During her off-hours, Carmen volunteered weekly at The Blue House, a community center in Mount Vernon where immigrants came for services. Carmen, who speaks Mixtec, an Oaxacan dialect, worked with local police to translate the stories of domestic violence victims. When single moms with young children showed up at The Blue House with nothing, Carmen went digging into her purse. 

When she arrived in America, Carmen often found herself confused and embarrassed at her lack of English skills. She’d see other Mexicans, usually teenagers, hear them transition easily between Spanish with their friends to English with store employees. But they’d never offer to help her. She vowed her children would be different. 

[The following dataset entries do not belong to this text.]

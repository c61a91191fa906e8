//! The write pool.
//!
//! One mutex over a `BTreeMap` keyed by write id; operations are short
//! and non-blocking, and iteration order is deterministic per call.
//! The pool is not bounded here — operators bound it upstream.

use crate::errors::MempoolError;
use parking_lot::Mutex;
use rc_01_ssi_state::{SsiError, State, Write, WriteId};
use std::collections::BTreeMap;
use tracing::trace;

/// Verdict of the pick visitor: keep going or stop (budget reached).
#[derive(Debug, Clone, Copy, PartialEq, Eq)]
pub enum PickOutcome {
    Continue,
    Done,
}

/// In-memory set of unapplied writes, indexed by write id.
#[derive(Default)]
pub struct WritePool {
    writes: Mutex<BTreeMap<WriteId, Write>>,
}

impl WritePool {
    pub fn new() -> Self {
        Self::default()
    }

    /// Offer a signed write to the pool.
    pub fn add(&self, write: Write) -> Result<(), MempoolError> {
        if !write.verify_signature() {
            return Err(MempoolError::InvalidWriteSignature);
        }
        let id = write.id();
        let mut writes = self.writes.lock();
        if writes.contains_key(&id) {
            return Err(MempoolError::AlreadyInPool);
        }
        writes.insert(id, write);
        Ok(())
    }

    /// Visit pending writes that apply cleanly on top of `state`.
    ///
    /// Each visited write is applied to `state` before the next is
    /// considered, so the visited sequence is a conflict-free batch
    /// ready for block inclusion. Writes the state has already applied
    /// (or that conflict with it) are skipped silently; `visit`
    /// returning [`PickOutcome::Done`] stops the scan.
    pub fn pick(&self, state: &mut State, mut visit: impl FnMut(&Write) -> PickOutcome) {
        let writes = self.writes.lock();
        for write in writes.values() {
            match state.apply(write) {
                Ok(()) => {
                    if visit(write) == PickOutcome::Done {
                        return;
                    }
                }
                Err(SsiError::AlreadyApplied) | Err(SsiError::ApplyConflict { .. }) => {
                    trace!("skipping unpickable write");
                }
            }
        }
    }

    /// Drop writes that appeared in the finalised prefix of the chain.
    pub fn remove(&self, ids: &[WriteId]) {
        let mut writes = self.writes.lock();
        for id in ids {
            writes.remove(id);
        }
    }

    pub fn contains(&self, id: &WriteId) -> bool {
        self.writes.lock().contains_key(id)
    }

    pub fn len(&self) -> usize {
        self.writes.lock().len()
    }

    pub fn is_empty(&self) -> bool {
        self.writes.lock().is_empty()
    }
}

When Guillermina was 7, Carmen noticed a young Hispanic mother struggling to understand a grocery store worker. She pushed Guillermina in her direction. “¡Ayúdala!” “Help her!” 

Sometimes, if Carmen couldn’t find a babysitter, she would wake the kids at 4 a.m. and bring them with her to the fields. When she was 3, Guillermina would grab fistfuls of blueberries and gobble them up. When she got old enough to help, she’d whine. 

“This isn’t what my hands are made for! My hands are too delicate!” she would plead with her mother in Spanish.

“Do your hands hurt more doing this or doing your math?” Carmen asked in Spanish. “Do your homework, and your hands won’t hurt.”